Italo Zannier (Spilimbergo, 1932) è un fotografo e storico della fotografia italiano, il primo in Italia ad essere titolare di una cattedra di “storia della fotografia”. I suoi primi passi nel mondo dell’arte si compiono in gioventù con l’approccio al movimento neorealista; all’inizio si cimenta con dei corti in Super 8 per poi dedicarsi appieno alla fotografia, documentando gli effetti della globalizzazione sulla società italiana.
Nel 1955 fonda il Gruppo Friulano per una Nuova Fotografia per il quale stila un manifesto deciso, atto a superare il formalismo estetico, la ricerca del “bello”, a favore di pratiche sperimentali e analitiche, incentrate su ricerche sociologiche e ambientali; si preannunciava così un grande cambiamento nel panorama fotografico italiano, gettando le basi per una nuova generazione di artisti.
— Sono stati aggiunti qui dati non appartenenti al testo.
use lazy_static::lazy_static;
use std::collections::HashMap;

pub const ACCEPTED: &str = "OK";

lazy_static! {
    static ref BOCA_VERDICTS: HashMap<u32, &'static str> = {
        let mut codes = HashMap::new();
        codes.insert(1, "OK");
        codes.insert(2, "CE");
        codes.insert(3, "RT");
        codes.insert(4, "TL");
        codes.insert(5, "PE");
        codes.insert(6, "WA");
        codes.insert(7, "RJ");
        codes
    };
}

pub struct VerdictTable {
    codes: HashMap<u32, &'static str>,
}

impl VerdictTable {
    pub fn boca() -> VerdictTable {
        VerdictTable {
            codes: BOCA_VERDICTS.clone(),
        }
    }

    pub fn new(codes: HashMap<u32, &'static str>) -> VerdictTable {
        VerdictTable { codes }
    }

    pub fn get(&self, code: u32) -> Option<&'static str> {
        self.codes.get(&code).copied()
    }
}
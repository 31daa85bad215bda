use boca2testsys::filter::{strip_long_lines, DEFAULT_MAX_LINE_LEN};
use boca2testsys::import_boca::import_str;
use boca2testsys::testsys::TestsysWriter;
use boca2testsys::verdict::VerdictTable;
use std::fs;
use std::fs::File;
use std::io::BufReader;

#[test]
fn converts_a_raw_export_end_to_end() {
    let dir = tempfile::tempdir().unwrap();
    let export_path = dir.path().join("export.dat");
    let contest_path = dir.path().join("contest.dat");

    // A corrupt oversized line in the middle would break the XML parse if
    // the pre-filter did not drop it.
    let junk = "<".repeat(DEFAULT_MAX_LINE_LEN + 20);
    let export = format!(
        r#"<?xml version="1.0" encoding="ISO-8859-1"?>
<BOCADUMP>
<CONTESTREC>
<name>ACM &amp; ICPC Mock</name>
<duration>18000</duration>
</CONTESTREC>
{}
<PROBLEMREC>
<number>1</number>
<name>A</name>
<fullname>Sample &amp; Problem</fullname>
</PROBLEMREC>
<USERREC>
<type>judge</type>
<user>3</user>
<userfull>Head Judge</userfull>
</USERREC>
<USERREC>
<type>team</type>
<user>7</user>
<userfull>Team X</userfull>
</USERREC>
<RUNREC>
<number>41</number>
<user>7</user>
<problem>1</problem>
<rundatediff>10</rundatediff>
<runanswer>6</runanswer>
</RUNREC>
<RUNREC>
<number>42</number>
<user>7</user>
<problem>1</problem>
<rundatediff>25</rundatediff>
<runanswer>1</runanswer>
</RUNREC>
</BOCADUMP>
"#,
        junk
    );
    fs::write(&export_path, &export).unwrap();

    let reader = BufReader::new(File::open(&export_path).unwrap());
    let filtered = strip_long_lines(reader, DEFAULT_MAX_LINE_LEN).unwrap();
    assert!(!filtered.contains(&junk));

    let contest = import_str(&filtered, &VerdictTable::boca()).unwrap();
    let output = File::create(&contest_path).unwrap();
    TestsysWriter::new(output).output(&contest).unwrap();

    let expected = "\x1A\n\
@contest \"ACM & ICPC Mock\"\n\
@contlen 300\n\
@problems 1\n\
@teams 1\n\
@submissions 2\n\
@p A,\"Sample & Problem\",20,0\n\
@t 7,0,1,\"Team X\"\n\
@s 7,A,1,10,WA\n\
@s 7,A,2,25,OK\n";
    assert_eq!(fs::read_to_string(&contest_path).unwrap(), expected);
}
Seguendo questa poetica lavora inizialmente in Friuli (1952-65) e successivamente su tutto il territorio nazionale, dedicandosi in particolare alle coste e ai monti (1967-76).
I suoi scatti creano una narrazione critica, lavorando con un approccio che intende trascendere la mera documentazione per offrire un commento incisivo sulla società. Racconta la transizione della sua regione da un tessuto economico prevalentemente agrario ad uno industriale, immortalando un panorama in procinto di scomparire. Le sue fotografie diventano “reliquie” da tramandarsi non solo per via dello scorrere del tempo ma anche a causa del devastante terremoto del 1976, che vide purtroppo protagonisti i territori a lui cari.
Zannier ha partecipato a diverse esposizioni internazionali (La fotografia, in Paesaggio mediterraneo, Siviglia, Expo, 1992; The Italian metamorphosis, New York, Guggenheim Museum, 1994, e Wolfsburg, Kunstmuseum, 1995; L’io e il suo doppio. Cent’anni di ritratto fotografico in Italia, Biennale di Venezia, 1995). Nel 2012 è stata allestita a Pordenone la grande retrospettiva della sua produzione fotografica Italo Zannier: la sfida della fotografia.